Laurel and I may be the professional athletes, but our sister Sarah holds a title neither one of us was able to achieve. She was 1995 Maryland high school cross country state champion. Now, after 3 kids, she's rediscovering her love of off-road running. Here's her report from her first trail race. --Bec
If there's anything I've learned from getting back to running shape after having a baby, it's the art of embracing change. Whether it's accepting the fact that my body is different, or that my "routine" is allover the map, or that I've lost anything remotely resembling speed, things shift both mentally and physically post-baby. It can be a hopeless battle to try to go back to normal, so, as I've discovered, you're better off tabling those pre-baby PRs and goals and shifting your focus to life AB (After Baby). Sure, some women can just dive right back into the deep end and start cranking out fast times and long distances minutes after giving birth, but not me. It takes time to rebuild that foundation and regain both my fitness and my confidence. And, until that happens, it's just so much less stressful to go easy on myself and try new things to avoid constantly comparing myself to where I once was.

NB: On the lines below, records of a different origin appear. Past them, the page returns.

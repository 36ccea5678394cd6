//! Runtime configuration types for the compensator.
//!
//! These are the structs `FilamentWidthCore` is built from. They are
//! separate from the TOML-deserialized config in `fwidth_config`; see
//! `conversions` for the mapping.

use crate::calibration::Calibration;

/// Valid physical diameter range and the nominal the multiplier aims for.
#[derive(Debug, Clone, Copy, PartialEq)]
pub struct DiameterLimits {
    pub nominal_mm: f64,
    pub min_mm: f64,
    pub max_mm: f64,
}

impl Default for DiameterLimits {
    fn default() -> Self {
        Self {
            nominal_mm: 1.75,
            min_mm: 1.0,
            max_mm: 3.0,
        }
    }
}

impl DiameterLimits {
    /// Inclusive range check.
    #[inline]
    pub fn contains(&self, diameter_mm: f64) -> bool {
        diameter_mm >= self.min_mm && diameter_mm <= self.max_mm
    }
}

/// Delay queue spacing.
#[derive(Debug, Clone, Copy, PartialEq)]
pub struct QueueCfg {
    /// Minimum extruder travel between consecutive queued measurements (mm).
    pub measurement_interval_mm: f64,
}

impl Default for QueueCfg {
    fn default() -> Self {
        Self {
            measurement_interval_mm: 5.0,
        }
    }
}

/// What to do when the two channels of a dual sensor are too far apart in time.
#[derive(Debug, Clone, Copy, Default, PartialEq, Eq)]
pub enum StalePairPolicy {
    /// Keep the last good estimate.
    #[default]
    HoldLast,
    /// Reset the estimate to 0, which the controller reads as "no filament".
    Invalidate,
}

/// Sampler strategy selected by configuration.
#[derive(Debug, Clone, Copy, PartialEq, Eq, Default)]
pub enum SensorLayout {
    /// One hall sensor; every reading is an estimate.
    #[default]
    Single,
    /// Two hall sensors averaged pairwise when their timestamps are within `max_skew_us`.
    Dual {
        max_skew_us: u64,
        policy: StalePairPolicy,
    },
}

/// Diameter sampler configuration.
#[derive(Debug, Clone, Copy, Default)]
pub struct SamplerCfg {
    pub layout: SensorLayout,
    pub calibration: Calibration,
}

/// Controller timing and presence detection.
#[derive(Debug, Clone, Copy, PartialEq)]
pub struct ControlCfg {
    /// Tick period in milliseconds.
    pub interval_ms: u64,
    /// Estimates at or below this read as "no filament".
    pub presence_threshold_mm: f64,
}

impl Default for ControlCfg {
    fn default() -> Self {
        Self {
            interval_ms: 1000,
            presence_threshold_mm: 0.5,
        }
    }
}

/// ADC pump timing used by the host runner.
#[derive(Debug, Clone, Copy, PartialEq, Eq)]
pub struct PumpCfg {
    /// Max wait for one averaged reading (ms).
    pub read_timeout_ms: u64,
    /// Report capacity between the pump thread and the host loop.
    pub capacity: usize,
}

impl Default for PumpCfg {
    fn default() -> Self {
        Self {
            read_timeout_ms: 150,
            capacity: 64,
        }
    }
}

It's that mindset which lead me to my very-first trail run, The North Face Endurance Challenge 10K in Algonkian Regional Park
. Beyond the countless cross country courses I traversed in high school and college, I'd never run a true trail race. And while the idea always intrigued me, the fear of hurting myself, of running slow...even the thought of facing monstrous hills all kept me from entering one. Yet after having baby #3, I figured it was time. I'm not in PR shape, so I liked the idea that the numbers on the clock didn't really matter. Plus, my good friend Amber had run the New York race in Bear Mountain State Park
and raved about it. Sign me up.
Of course, it figures that baby Nell chose the night before the race to fuss from around midnight until 3:30 a.m., giving Mark (who also ran, along with two of our best friends) and I a whopping two hours of solid sleep. We groggily--and hastily--threw on our race gear and bolted for the bus that would take us to the park. In my rush, I left my Garmin at home, still charging away. No worries, there would be clocks and mile markers on the course, right? Well, as I soon found out, "true" trail races do not offer such luxuries and I was completely clueless as to my time and mileage for all 6.2 miles. Which wound up being a very good thing, because I ran without fretting about my pace or how much closer I was to the next mile. Instead, I just focused on passing people (I started in the second wave with Mark and our friends and it took me about 1:15 to get to the start line after the gun, so I had plenty of ground to make up) and simply enjoyed the scenery. Woodsy trails, winding paths, rocks beneath my feet...there was plenty to keep me occupied. Before I knew it, I was making the final turn into the finish line, where someone told me I was among the time ten women. Seriously?! I was so caught up in being present that I hadn't even bothered to figure out how many women I'd passed. Maybe this watch-less running thing is the way to go.
Turns out that my chip time landed me in 5th place overall and first in my age group
. Granted, all of the truly speedy runners probably raced in the 50K, 50 miler, marathon, half-marathon, or any of the other races offered throughout the weekend, but I must admit I was beyond pleased to pick up my award (The North Face arm warmers and GU! Sweet!). And ready to find my next trail race. If only The North Face offered more of these in DC throughout the year...they're headed to Wisconsin (September 14 & 15) and Georgia (September 28 & 29) next, so if you live near either of those areas or want to travel, add them to your race schedule. You can even get 10 percent off of any race distance by using the code COMPMAG (just note that the price increases on July 5, so sign up soon!).
So, I'm curious, how did you embrace change after having a baby? And do you have a trail race in the DC area you'd recommend trying?